How-to use a strong voice so that people listen to you

Inner-Strength Training #13: You deserve to be listened to and heard without interruption

Overview:

  • Getting pegged as the “nice girl” has drawbacks sometimes
  • People listen to the tone of your voice just as much as the content
  • Lower voices earn more respect
  • Women speak quickly to avoid interruption
  • We are entitled to have our message be heard
  • When you practice being strong and assertive you will encounter people that try to put you back in your box. Keep moving forward.

The situation: 

You’re at work when either one of your co-workers or a customer motions with their ear or has brazenly interrupted you mid-sentence.

“What do you mean that you can’t hear me?” You think to yourself.

In your mind, you are speaking loud and clear.

So, what’s the issue here? And should invest in a megaphone?

“Your whispering, honey”

If you’re like me then you’ve always had a slight fear that people will interrupt you when you’re speaking.

I try to get all of my words out before someone interrupts me. I also sometimes feel that if I speak too much that I’ll make people angry.  Weird, right?

But, I’m not always like that. It’s more of a ying/yang balance. Sometimes I’m sweet and timid and other times I’m authoritative and firm.

I find myself going into “sweet” mode when I don’t want to rock the boat.

Sometimes, I just need a break from the backlash that a strong woman can face when she owns her own power.

But we can’t break for too long.
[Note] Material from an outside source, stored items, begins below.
//! Nested configuration parser.
//!
//! Configuration text is a brace-delimited mini-language:
//!
//! ```text
//! common settings {imu: rate: 100} {gnss: mask: 10 {gps: ...} {glo: ...}}
//! ```
//!
//! Every scan here tracks brace depth, so a label or a closing brace only counts
//! when it sits at depth 0 relative to the text being scanned. Results are views
//! into the original buffer; nothing is copied.

use core::fmt;
use core::ops::Range;
use serde::{Serialize, Serializer};

pub const BLOCK_OPEN: u8 = b'{';
pub const BLOCK_CLOSE: u8 = b'}';
pub const LABEL_DELIMITER: char = ':';

/// A read-only view into the root configuration buffer.
///
/// `start` is an absolute offset into the root buffer, so spans sliced out of
/// other spans remain comparable with each other.
#[derive(Clone, Copy, PartialEq, Eq, Hash, Default)]
pub struct ConfigSpan<'a> {
    root: &'a str,
    start: usize,
    len: usize,
}

impl<'a> ConfigSpan<'a> {
    /// Span covering the whole buffer.
    pub fn new(root: &'a str) -> Self {
        Self {
            root,
            start: 0,
            len: root.len(),
        }
    }

    pub fn as_str(&self) -> &'a str {
        &self.root[self.start..self.start + self.len]
    }

    pub fn start(&self) -> usize {
        self.start
    }

    pub fn len(&self) -> usize {
        self.len
    }

    pub fn end(&self) -> usize {
        self.start + self.len
    }

    pub fn is_empty(&self) -> bool {
        self.len == 0
    }

    /// The buffer this span points into.
    pub fn root(&self) -> &'a str {
        self.root
    }

    fn narrow(&self, range: Range<usize>) -> Self {
        debug_assert!(
            range.end <= self.len,
            "Sub-span end {} exceeds span length {}",
            range.end,
            self.len
        );
        Self {
            root: self.root,
            start: self.start + range.start,
            len: range.end - range.start,
        }
    }
}

impl fmt::Debug for ConfigSpan<'_> {
    fn fmt(&self, f: &mut fmt::Formatter<'_>) -> fmt::Result {
        f.debug_struct("ConfigSpan")
            .field("start", &self.start)
            .field("len", &self.len)
            .field("text", &self.as_str())
            .finish()
    }
}

impl fmt::Display for ConfigSpan<'_> {
    fn fmt(&self, f: &mut fmt::Formatter<'_>) -> fmt::Result {
        f.write_str(self.as_str())
    }
}

impl Serialize for ConfigSpan<'_> {
    fn serialize<S: Serializer>(&self, serializer: S) -> Result<S::Ok, S::Error> {
        serializer.serialize_str(self.as_str())
    }
}

fn depth_step(depth: &mut i32, byte: u8) {
    match byte {
        BLOCK_OPEN => *depth += 1,
        BLOCK_CLOSE => *depth -= 1,
        _ => {}
    }
}

/// Every position where `label` starts at nesting depth 0, in order.
///
/// The match test happens before the byte under the cursor updates the depth,
/// so a label beginning with `{` still matches at the top level.
fn top_level_matches<'h>(haystack: &'h str, label: &'h str) -> impl Iterator<Item = usize> + 'h {
    let bytes = haystack.as_bytes();
    let pattern = label.as_bytes();
    let mut depth = 0i32;
    bytes.iter().enumerate().filter_map(move |(pos, &byte)| {
        let hit = depth == 0 && bytes[pos..].starts_with(pattern);
        depth_step(&mut depth, byte);
        hit.then_some(pos)
    })
}

/// Position of the first occurrence of `label` outside any nested block.
pub fn find_label(haystack: &str, label: &str) -> Option<usize> {
    if label.is_empty() {
        return Some(0);
    }
    top_level_matches(haystack, label).next()
}

/// Position immediately after the first top-level occurrence of `label`.
pub fn find_label_end(haystack: &str, label: &str) -> Option<usize> {
    find_label(haystack, label).map(|pos| pos + label.len())
}

/// Length of a block body that starts right after its label.
///
/// Scanning stops at the first `}` met at depth 0, so nested blocks inside the
/// body are skipped whole. An unterminated body runs to the end of the text.
pub fn block_length(after_label: &str) -> usize {
    find_label(after_label, "}").unwrap_or(after_label.len())
}

/// Trims leading whitespace and leading blocks, then trailing whitespace and
/// trailing blocks. Returns `None` when nothing is left, a trim runs off the
/// buffer with an open block, or the remaining text is itself unbalanced.
fn common_range(bytes: &[u8]) -> Option<Range<usize>> {
    let mut depth = 0i32;
    let mut start = 0;
    loop {
        let &byte = bytes.get(start)?;
        if depth == 0 && byte != BLOCK_OPEN && !byte.is_ascii_whitespace() {
            break;
        }
        depth_step(&mut depth, byte);
        start += 1;
    }

    depth = 0;
    let mut end = bytes.len();
    loop {
        if end <= start {
            return None;
        }
        let byte = bytes[end - 1];
        if depth == 0 && byte != BLOCK_CLOSE && !byte.is_ascii_whitespace() {
            break;
        }
        // Scanning backwards, so a closing brace opens a block.
        match byte {
            BLOCK_CLOSE => depth += 1,
            BLOCK_OPEN => depth -= 1,
            _ => {}
        }
        end -= 1;
    }

    let mut depth = 0i32;
    for &byte in &bytes[start..end] {
        depth_step(&mut depth, byte);
        if depth < 0 {
            return None;
        }
    }
    (depth == 0).then_some(start..end)
}

fn extract_range(filter: &str, buffer: &str) -> Option<Range<usize>> {
    if filter.is_empty() {
        return common_range(buffer.as_bytes());
    }
    let body = find_label_end(buffer, filter)?;
    Some(body..body + block_length(&buffer[body..]))
}

/// Extracts a block body or the common part of `buffer`.
///
/// With an empty `filter` the whole buffer is treated as one block and the
/// text outside leading/trailing sub-blocks is returned. Otherwise `filter` is
/// located at depth 0 and the text between it and its matching `}` is
/// returned. Spans on malformed input are best-effort.
pub fn extract<'a>(filter: &str, buffer: &'a str) -> Option<&'a str> {
    extract_range(filter, buffer).map(|range| &buffer[range])
}

/// [`extract`] over a span, yielding a span into the same root buffer.
pub fn extract_span<'a>(filter: &str, span: ConfigSpan<'a>) -> Option<ConfigSpan<'a>> {
    extract_range(filter, span.as_str()).map(|range| span.narrow(range))
}

/// Finds `token` at depth 0, optionally followed (after whitespace) by `delim`,
/// and returns the text right after it.
pub fn locate_token<'a>(token: &str, haystack: &'a str, delim: Option<char>) -> Option<&'a str> {
    if token.is_empty() {
        return None;
    }
    top_level_matches(haystack, token).find_map(move |pos| {
        let rest = &haystack[pos + token.len()..];
        match delim {
            None => Some(rest),
            Some(delim) => rest.trim_start().strip_prefix(delim),
        }
    })
}

/// The first word after `token:`, ending at whitespace or a brace.
pub fn token_value<'a>(token: &str, haystack: &'a str) -> Option<&'a str> {
    let rest = locate_token(token, haystack, Some(LABEL_DELIMITER))?.trim_start();
    let end = rest
        .find(|c: char| c.is_ascii_whitespace() || c == '{' || c == '}')
        .unwrap_or(rest.len());
    (end > 0).then(|| &rest[..end])
}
How you convey your message is so important.

I’ve even had a girl come up to me in an office environment and ask how to deliever bad news to a client even though she’s “nice girl.”
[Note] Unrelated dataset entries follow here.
use crate::scheduler::PluginId;
use thiserror::Error;

/// Rejected scheduling call. Never fatal to the scheduler.
#[derive(Debug, Clone, Copy, PartialEq, Eq, Error)]
pub enum ScheduleError {
    #[error("plugin {0} was never registered")]
    UnknownPlugin(PluginId),
    #[error("no list entry refers to plugin {0}")]
    NoMatchingEntry(PluginId),
    #[error("invalid schedule: cycle {cycle}, shift {shift} (need cycle >= 1 and shift < cycle)")]
    InvalidSchedule { cycle: u32, shift: u32 },
}

#[derive(Debug, Error)]
pub enum CoreError {
    #[error("bus is already initialized")]
    AlreadyInitialized,
    #[error("bus is not initialized")]
    NotInitialized,
    #[error("failed to allocate {requested} entries for {what}")]
    Allocation { what: &'static str, requested: usize },
    #[error("invalid observation type {0:?}: expected a 3-character RINEX code")]
    InvalidObsType(String),
    #[error("{requested} observation types exceed the limit of {max}")]
    TooManyObsTypes { requested: usize, max: usize },
    #[error(transparent)]
    Schedule(#[from] ScheduleError),
}
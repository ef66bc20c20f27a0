//! # Navigation Bus
//!
//! Core of a real-time navigation processing framework: a shared-state bus
//! describing inertial (IMU) and satellite navigation (GNSS) data, driven by an
//! ordered list of plugins executed once per tick.
//!
//! The core performs no navigation math. Plugins read and write bus fields to
//! implement mechanization, filtering and solution fusion.
//!
//! ## Features
//!
//! - **Nested configuration**: one brace-delimited string carved into
//!   per-subsystem spans without copying
//! - **Optional subsystems**: IMU, GNSS and GPS/GLONASS/Galileo/BeiDou records
//!   exist exactly when their block is configured
//! - **Periodic scheduling**: per-entry cycle/shift activation, suspend/resume,
//!   replace and reschedule, callable from the host or from plugins
//! - **Cooperative termination**: any plugin may request shutdown; every plugin
//!   gets a final call before the bus is released
//!
//! ## Quick Start
//!
//! ```rust
//! use navbus::Core;
//!
//! let config = String::from("{imu: rate: 100} {gnss: {gps: } {glo: }}");
//! let mut core = Core::new();
//!
//! let stop = core.register_plugin("stop", |ctx| {
//!     if ctx.bus.t >= 0.03 {
//!         ctx.request_termination();
//!     }
//! });
//! let clock = core.register(navbus::plugins::Clock::new(0.01));
//! core.add_plugin(clock).unwrap();
//! core.add_plugin(stop).unwrap();
//!
//! core.init(&config).unwrap();
//! assert!(core.bus().unwrap().imu.is_some());
//!
//! while core.step() {}
//! assert!(!core.is_initialized());
//! ```
//!
//! ## Architecture
//!
//! - [`config`] - Brace-aware span extraction
//! - [`bus`] - Shared bus state and solution types
//! - [`subsystems`] - IMU and GNSS records, constants
//! - [`scheduler`] - Plugin list and scheduling mutators
//! - [`lifecycle`] - `init`, `step`, `terminate` and teardown
//! - [`plugins`] - General-purpose plugins

#![deny(clippy::all)]
#![allow(clippy::module_name_repetitions)]
#![allow(clippy::cast_possible_truncation)]
#![allow(clippy::cast_sign_loss)]

pub mod bus;
pub mod config;
pub mod error;
pub mod lifecycle;
pub mod plugins;
pub mod scheduler;
pub mod subsystems;

// Re-export main public types for convenience
pub use bus::{Bus, Flagged, Phase, Solution, TimeEpoch, BUS_VERSION};
pub use config::ConfigSpan;
pub use error::{CoreError, ScheduleError};
pub use lifecycle::Core;
pub use scheduler::{Plugin, PluginContext, PluginEntry, PluginId, Scheduler};
pub use subsystems::{Constellation, Gnss, GnssSystem, Imu, SubsystemId};
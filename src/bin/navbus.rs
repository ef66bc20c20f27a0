use clap::{App, Arg};
use colored::*;
use navbus::plugins::{Clock, StopAfter};
use navbus::{Bus, Core, GnssSystem, Phase};
use serde::Serialize;
use std::time::Duration;
use tokio::time;
use tracing::{info, warn, Level};

const DEFAULT_MAX_TICKS: &str = "1000";
const DEFAULT_PERIOD_MS: &str = "0";

#[derive(Debug, Clone, Copy, PartialEq, Eq)]
enum OutputFormat {
    Table,
    Json,
    Compact,
}

impl OutputFormat {
    fn parse(value: &str) -> Self {
        match value {
            "json" => OutputFormat::Json,
            "compact" => OutputFormat::Compact,
            _ => OutputFormat::Table,
        }
    }
}

#[derive(Debug, Serialize)]
struct TickReport {
    t: f64,
    mode: i32,
    phase: Phase,
    imu: bool,
    gnss: bool,
    constellations: usize,
}

impl TickReport {
    fn from_bus(bus: &Bus<'_>) -> Self {
        Self {
            t: bus.t,
            mode: bus.mode,
            phase: bus.phase(),
            imu: bus.imu.is_some(),
            gnss: bus.gnss.is_some(),
            constellations: bus.gnss.as_ref().map_or(0, |gnss| gnss.constellations().count()),
        }
    }
}

#[tokio::main]
async fn main() -> Result<(), Box<dyn std::error::Error>> {
    let matches = App::new("navbus")
        .version("0.1.0")
        .author("Navigation Systems Engineering Team")
        .about("🧭 Navigation bus host - runs the plugin schedule over a configured bus")
        .arg(
            Arg::with_name("config")
                .help("Bus configuration file")
                .value_name("CONFIG")
                .required(true)
                .index(1),
        )
        .arg(
            Arg::with_name("ticks")
                .short("n")
                .long("ticks")
                .value_name("TICKS")
                .help("Terminate from the host after this many ticks")
                .takes_value(true)
                .default_value(DEFAULT_MAX_TICKS)
                .validator(|v| match v.parse::<u64>() {
                    Ok(_) => Ok(()),
                    Err(_) => Err("Tick count must be a valid number".into()),
                }),
        )
        .arg(
            Arg::with_name("period")
                .short("p")
                .long("period-ms")
                .value_name("MILLISECONDS")
                .help("Real-time tick period (0 runs as fast as possible)")
                .takes_value(true)
                .default_value(DEFAULT_PERIOD_MS)
                .validator(|v| match v.parse::<u64>() {
                    Ok(_) => Ok(()),
                    Err(_) => Err("Period must be a valid number".into()),
                }),
        )
        .arg(
            Arg::with_name("format")
                .short("f")
                .long("format")
                .value_name("FORMAT")
                .help("Per-tick output format")
                .takes_value(true)
                .possible_values(&["json", "table", "compact"])
                .default_value("table"),
        )
        .arg(
            Arg::with_name("verbose")
                .short("v")
                .long("verbose")
                .help("Enable debug logging"),
        )
        .get_matches();

    let level = if matches.is_present("verbose") { Level::DEBUG } else { Level::INFO };
    tracing_subscriber::fmt().with_max_level(level).init();

    let path = matches.value_of("config").ok_or("missing configuration file")?;
    let max_ticks: u64 = matches.value_of("ticks").unwrap_or(DEFAULT_MAX_TICKS).parse()?;
    let period_ms: u64 = matches.value_of("period").unwrap_or(DEFAULT_PERIOD_MS).parse()?;
    let format = OutputFormat::parse(matches.value_of("format").unwrap_or("table"));

    let config = std::fs::read_to_string(path)?;

    let mut core = Core::new();
    core.init(&config)?;
    let common = core.bus().and_then(|bus| bus.common_config);

    let clock = core.register(Clock::from_config(common));
    core.add_plugin(clock)?;
    if let Some(stop) = StopAfter::from_config(common) {
        let stop = core.register(stop);
        core.add_plugin(stop)?;
    }
    let reporter = core.register_plugin("reporter", move |ctx| print_tick(ctx.bus, format));
    core.add_plugin(reporter)?;

    if let Some(bus) = core.bus() {
        print_banner(path, bus);
    }

    let mut interval = (period_ms > 0).then(|| time::interval(Duration::from_millis(period_ms)));
    let ctrl_c = tokio::signal::ctrl_c();
    tokio::pin!(ctrl_c);

    let mut ticks = 0u64;
    loop {
        if let Some(interval) = interval.as_mut() {
            tokio::select! {
                _ = interval.tick() => {}
                _ = &mut ctrl_c => {
                    warn!("interrupted, terminating");
                    core.terminate()?;
                    break;
                }
            }
        }

        if !core.step() {
            break;
        }
        ticks += 1;

        if ticks >= max_ticks {
            info!(ticks, "host tick limit reached");
            core.terminate()?;
            break;
        }
    }

    let stats = core.get_stats();
    let origin = if core.host_termination() { "host" } else { "plugin" };
    println!(
        "{} {} ticks, {} plugin calls, {} skipped ({}-initiated shutdown)",
        "🛑".red(),
        stats.ticks.to_string().bright_white(),
        stats.invocations.to_string().bright_cyan(),
        stats.skipped,
        origin
    );

    Ok(())
}

fn print_banner(path: &str, bus: &Bus<'_>) {
    println!("{} {}", "🧭".green(), "Navigation bus initialized".bright_green());
    println!("   Config: {}", path.bright_white());
    let mark = |present: bool| if present { "✓".green() } else { "-".dimmed() };
    println!("   IMU:  {}", mark(bus.imu.is_some()));
    println!("   GNSS: {}", mark(bus.gnss.is_some()));
    if let Some(gnss) = &bus.gnss {
        for system in GnssSystem::ALL {
            let present = gnss.constellation(system).is_some();
            println!("     {} {}", mark(present), system.subsystem_id().name());
        }
    }
    let names: Vec<&str> = bus.present_subsystems().iter().map(|id| id.name()).collect();
    info!(subsystems = %names.join(","), "bus layout");
}

fn print_tick(bus: &Bus<'_>, format: OutputFormat) {
    let report = TickReport::from_bus(bus);
    match format {
        OutputFormat::Json => match serde_json::to_string(&report) {
            Ok(json) => println!("{}", json),
            Err(e) => warn!("failed to encode tick report: {}", e),
        },
        OutputFormat::Table => {
            let phase = match report.phase {
                Phase::Initializing => "INIT".yellow(),
                Phase::Running => "RUN".green(),
                Phase::Terminating => "TERM".red(),
            };
            println!(
                "│ t {:>10.3} │ mode {:>3} │ {:<4} │ imu {} │ gnss {} ({}) │",
                report.t, report.mode, phase, report.imu as u8, report.gnss as u8, report.constellations
            );
        }
        OutputFormat::Compact => println!("{:.3} {}", report.t, report.mode),
    }
}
How you sound combined with how you look makes up for 90% of how you are perceived.

How-to deal

To sound more authoritative try these tips:

Almost a year and a half ago I went to the Seattle Voice Institute to learn how to become a better public speaker. Speaking in public is something I’ve always been intrigued by. I like pushing myself to rise to the challenge of it. Because, how scary, right? A room full of people watching you. It can be an out of body experience!

I learned to:

Always speak from your solar plexus…(which is your lower abdomen area).

Tighten up the muscles around this part of your body. It will give you a strong starting point to speak from.  It also makes having an authoritative voice easier…

Project our voices

When we speak without a tight solar plexus, our voice casts a wide net. We need to focus and narrow the channel of our voice. Which means projecting our voice outward.  Think about who you want to hear your voice, this helps you make the connection with the person receiving your message.

Just like your crush at a party

I never really went to parties… but this analogy works just the same.

Remeber every time you had a ol’ fashioned crush on someone?

And when they were in the same room as you. No matter how far apart you were from each other. You could hear what they were saying, even if they weren’t talking to you…..

It’s because they were thinking of you. You were on their mind consciously or unconsciously… Whether they were nervous or excited to be near you.

This is the same framework that we can all use to be heard loud and clear.

Breathe in the crowd

At the Voice Institute, I learned that before speaking to a group of people, or at a meeting, or anytime that we want to connect in general, that we should breathe the crowd in. Take in their essence and drink in a big sip of air.

Did you know?

From the book “Nice Girls Don’t Get the Corner Office,” (Which I bought when I was feeling a bit meek and wanted to be stronger) that lower voices command more respect and attention.

The reasoning behind this is that maybe our minds have been socialized to perceive that a lower sounding voice (much like a guys voice) has more authority.

Did you know? Part 2:

Like I mentioned earlier, women (including myself) talk too fast because they fear interruption or don’t want to be seen as a nuisance.

When we speak, we should speak thoughtfully and slowly. As talking too fast downgrades our message. And it seems like we are rushing through our message just to get it all out.

Speaking fast also gives the impression that you don’t deserve the time to be heard. Which is not true.

We are entitled to have the time to speak our full message.

This week, I’m practicing my strong voice as I’ve tetered a bit on the sweet and girlish side of things lately.

What are indicators in your work environment that you need to use a more assertive voice?